In state 4, the upcoming token is still '$', the end-of-input token,
and state 4 says:
state 4
$ go to state 5
The parser is now in state 5. From there, it goes to state 6.
state 5
$ go to state 6
In state 6, the parser 'accepts', which means that it signals success:
state 6
$default accept
The value of the entire expression is the value at the top of the
stack, in this case 7.
There are a couple of other points of interest. Sometimes one writes
a grammar which is ambiguous. For example, consider:
expr = expr '+' expr
| NUMBER
;
If the input is (NUMBER 3) + (NUMBER 4) + (NUMBER 5), then there is an
ambiguity in parsing. Here's what the parser will do. First it will
shift the NUMBER (3) and immediately reduce it to an 'expr'. Then it
will shift the '+', and then it will shift the NUMBER (4) and
immeditely reduce that to an 'expr'. The stack now has:
top -> expr (4)
'+'
expr (3)
The upcoming token is another '+'. The parser has two possible
strategies. It could reduce the tokens on the stack immediately, or
it could shift the upcoming '+' immediately and reduce later.
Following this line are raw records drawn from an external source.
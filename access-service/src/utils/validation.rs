use axum::{
    extract::{FromRequest, Request},
    Json,
};
use serde::de::DeserializeOwned;
use service_core::error::AppError;
use validator::Validate;

/// JSON body that has passed its `validator` rules.
pub struct ValidatedJson<T>(pub T);

#[axum::async_trait]
impl<T, S> FromRequest<S> for ValidatedJson<T>
where
    T: DeserializeOwned + Validate + 'static,
    S: Send + Sync,
{
    type Rejection = AppError;

    async fn from_request(req: Request, state: &S) -> Result<Self, Self::Rejection> {
        let Json(value) = Json::<T>::from_request(req, state)
            .await
            .map_err(|e| AppError::BadRequest(anyhow::anyhow!("Json parse error: {}", e)))?;

        value.validate()?;

        Ok(ValidatedJson(value))
    }
}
The 'reduce first' strategy goes through the following stacks:
(reduce by rule expr -> expr '+' expr)
top -> expr (7)
top -> '+'
expr (7)
top -> NUMBER (5)
'+'
expr (7)
(reduce by rule expr -> NUMBER)
top -> expr (5)
'+'
expr (7)
(reduce by rule expr -> expr '+' expr)
top -> expr (12)
The 'shift first' strategy foes through the following stacks:
top -> '+'
expr (4)
'+'
expr (3)
top -> NUMBER (5)
'+'
expr (4)
'+'
expr (3)
(reduce by rule expr -> NUMBER)
top -> expr (5)
'+'
expr (4)
'+'
expr (3)
(reduce by rule expr -> expr '+' expr)
top -> expr (9)
'+'
expr (3)
(reduce by rule expr -> expr '+' expr)
top -> expr (12)
In this case the results are the same. But if the operator had been
subtraction instead of addition, the results would have been
different. The "reduce first" strategy would have said that "3 - 4 -
5" was -6, and the "shift first" strategy would have said that "3 - 4
- 5" was 4. In essence, the first strategy interprets the ambiguous
expressions "3 + 4 + 5" as "(3 + 4) + 5" and the second as "3 + (4 +
5)". This ambiguity is called a "shift/reduce" conflict. By
defeault, yacc resolves it in favor of the shift. Yacc has directives
%left '+'
which says that '+' should be left-associative, which juts means that
this shift/reduce conflict is resolved in favor of reduction instead.
%right '+'
says that '+' should be right-associative, so this shift/reduce conflict
is resolved in favor of 'shift'. (This is the default, but the %right
directive also suppresses the warning that you would otherwise get.)
Finally, there's a
%nonassoc '+'
which says that the shift/reduce conflict should be resolved by
generating a parse error.
I hope this clears up enough of the details that you can trace through
some more complicated bison .output files and understand what it going
on. Equipped with this description, yo umay also be able to step
through the py parser's runs using the Perl debugger and follow what
is happening with the stack and the state machine.
The 'py' approach was very successful, and it would probably be easy
to do in PHP. I recommend it.
Let me know if you have any questions.